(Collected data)
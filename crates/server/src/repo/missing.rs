use chrono::{Datelike, Utc};
use shared_types::{
    format_case_number, AppError, CaseStatus, ListScope, MissingPerson, MissingPersonSummary,
    NewMissingPerson,
};
use sqlx::{Pool, Postgres, Transaction};
use uuid::Uuid;

use crate::error_convert::SqlxErrorExt;

/// Bump and return the counter for `year` inside the caller's transaction.
/// Format: `MSP-YYYY-NNNNN` (e.g. `MSP-2025-00042`).
async fn next_case_number(
    tx: &mut Transaction<'_, Postgres>,
    year: i32,
) -> Result<String, AppError> {
    let seq: i32 = sqlx::query_scalar(
        r#"
        INSERT INTO case_number_counters AS counters (year, last)
        VALUES ($1, 1)
        ON CONFLICT (year) DO UPDATE SET last = counters.last + 1
        RETURNING last
        "#,
    )
    .bind(year)
    .fetch_one(&mut **tx)
    .await
    .map_err(SqlxErrorExt::into_app_error)?;

    Ok(format_case_number(year, i64::from(seq)))
}

/// Insert a new report with status `pending`, numbered in the current year.
pub async fn create(
    pool: &Pool<Postgres>,
    record: NewMissingPerson,
) -> Result<MissingPerson, AppError> {
    create_in_year(pool, record, Utc::now().year()).await
}

/// Insert a new report numbered in `year`. The counter bump and the insert
/// commit together.
pub async fn create_in_year(
    pool: &Pool<Postgres>,
    record: NewMissingPerson,
    year: i32,
) -> Result<MissingPerson, AppError> {
    let mut tx = pool.begin().await.map_err(SqlxErrorExt::into_app_error)?;
    let case_number = next_case_number(&mut tx, year).await?;

    let row = sqlx::query_as::<_, MissingPerson>(
        r#"
        INSERT INTO missing_persons
            (case_number, legal_first_name, legal_last_name, date_of_birth, age, gender,
             town_location, date_of_last_contact, status, reporter_id,
             physical_description, last_seen_wearing, medical_conditions,
             emergency_contacts, possible_locations, circumstances,
             reporter_name, reporter_contact, photo_url)
        VALUES ($1, $2, $3, $4, $5, $6, $7, $8, $9, $10, $11, $12, $13, $14, $15, $16, $17, $18, $19)
        RETURNING *
        "#,
    )
    .bind(&case_number)
    .bind(&record.legal_first_name)
    .bind(&record.legal_last_name)
    .bind(record.date_of_birth)
    .bind(record.age)
    .bind(&record.gender)
    .bind(&record.town_location)
    .bind(record.date_of_last_contact)
    .bind(CaseStatus::Pending.as_str())
    .bind(record.reporter_id)
    .bind(&record.physical_description)
    .bind(&record.last_seen_wearing)
    .bind(&record.medical_conditions)
    .bind(&record.emergency_contacts)
    .bind(&record.possible_locations)
    .bind(&record.circumstances)
    .bind(&record.reporter_name)
    .bind(&record.reporter_contact)
    .bind(&record.photo_url)
    .fetch_one(&mut *tx)
    .await
    .map_err(SqlxErrorExt::into_app_error)?;

    tx.commit().await.map_err(SqlxErrorExt::into_app_error)?;
    Ok(row)
}

/// Find a case by its case number.
pub async fn find_by_case_number(
    pool: &Pool<Postgres>,
    case_number: &str,
) -> Result<Option<MissingPerson>, AppError> {
    sqlx::query_as::<_, MissingPerson>("SELECT * FROM missing_persons WHERE case_number = $1")
        .bind(case_number)
        .fetch_optional(pool)
        .await
        .map_err(SqlxErrorExt::into_app_error)
}

/// List projection, newest first, with the assigned agent's username.
pub async fn list(
    pool: &Pool<Postgres>,
    scope: ListScope,
) -> Result<Vec<MissingPersonSummary>, AppError> {
    let (reporter_id, officer_id) = match scope {
        ListScope::All => (None, None),
        ListScope::Reporter(id) => (Some(id), None),
        ListScope::Officer(id) => (None, Some(id)),
    };

    sqlx::query_as::<_, MissingPersonSummary>(
        r#"
        SELECT m.case_number, m.date_of_last_contact, m.legal_last_name, m.legal_first_name,
               m.age, m.gender, m.town_location, m.status, m.officer_id,
               p.username AS officer_username, m.created_at
        FROM missing_persons m
        LEFT JOIN profiles p ON p.id = m.officer_id
        WHERE ($1::uuid IS NULL OR m.reporter_id = $1)
          AND ($2::uuid IS NULL OR m.officer_id = $2)
        ORDER BY m.created_at DESC, m.case_number DESC
        "#,
    )
    .bind(reporter_id)
    .bind(officer_id)
    .fetch_all(pool)
    .await
    .map_err(SqlxErrorExt::into_app_error)
}

/// Overwrite the status. No transition guard.
pub async fn update_status(
    pool: &Pool<Postgres>,
    case_number: &str,
    status: CaseStatus,
) -> Result<Option<MissingPerson>, AppError> {
    sqlx::query_as::<_, MissingPerson>(
        "UPDATE missing_persons SET status = $2 WHERE case_number = $1 RETURNING *",
    )
    .bind(case_number)
    .bind(status.as_str())
    .fetch_optional(pool)
    .await
    .map_err(SqlxErrorExt::into_app_error)
}

/// Claim an unassigned case for an agent.
pub async fn assign_officer(
    pool: &Pool<Postgres>,
    case_number: &str,
    officer_id: Uuid,
) -> Result<Option<MissingPerson>, AppError> {
    let claimed = sqlx::query_as::<_, MissingPerson>(
        r#"
        UPDATE missing_persons
        SET officer_id = $2,
            status = CASE WHEN status = 'pending' THEN 'active' ELSE status END
        WHERE case_number = $1 AND officer_id IS NULL
        RETURNING *
        "#,
    )
    .bind(case_number)
    .bind(officer_id)
    .fetch_optional(pool)
    .await
    .map_err(SqlxErrorExt::into_app_error)?;

    match claimed {
        Some(row) => Ok(Some(row)),
        // Already assigned, or no such case.
        None => find_by_case_number(pool, case_number).await,
    }
}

**Exercise instructions**
Lines that contain "CaseStatus" are to be copied from the records above.

**Worked solution**
    format_case_number, AppError, CaseStatus, ListScope, MissingPerson, MissingPersonSummary,
    .bind(CaseStatus::Pending.as_str())
    status: CaseStatus,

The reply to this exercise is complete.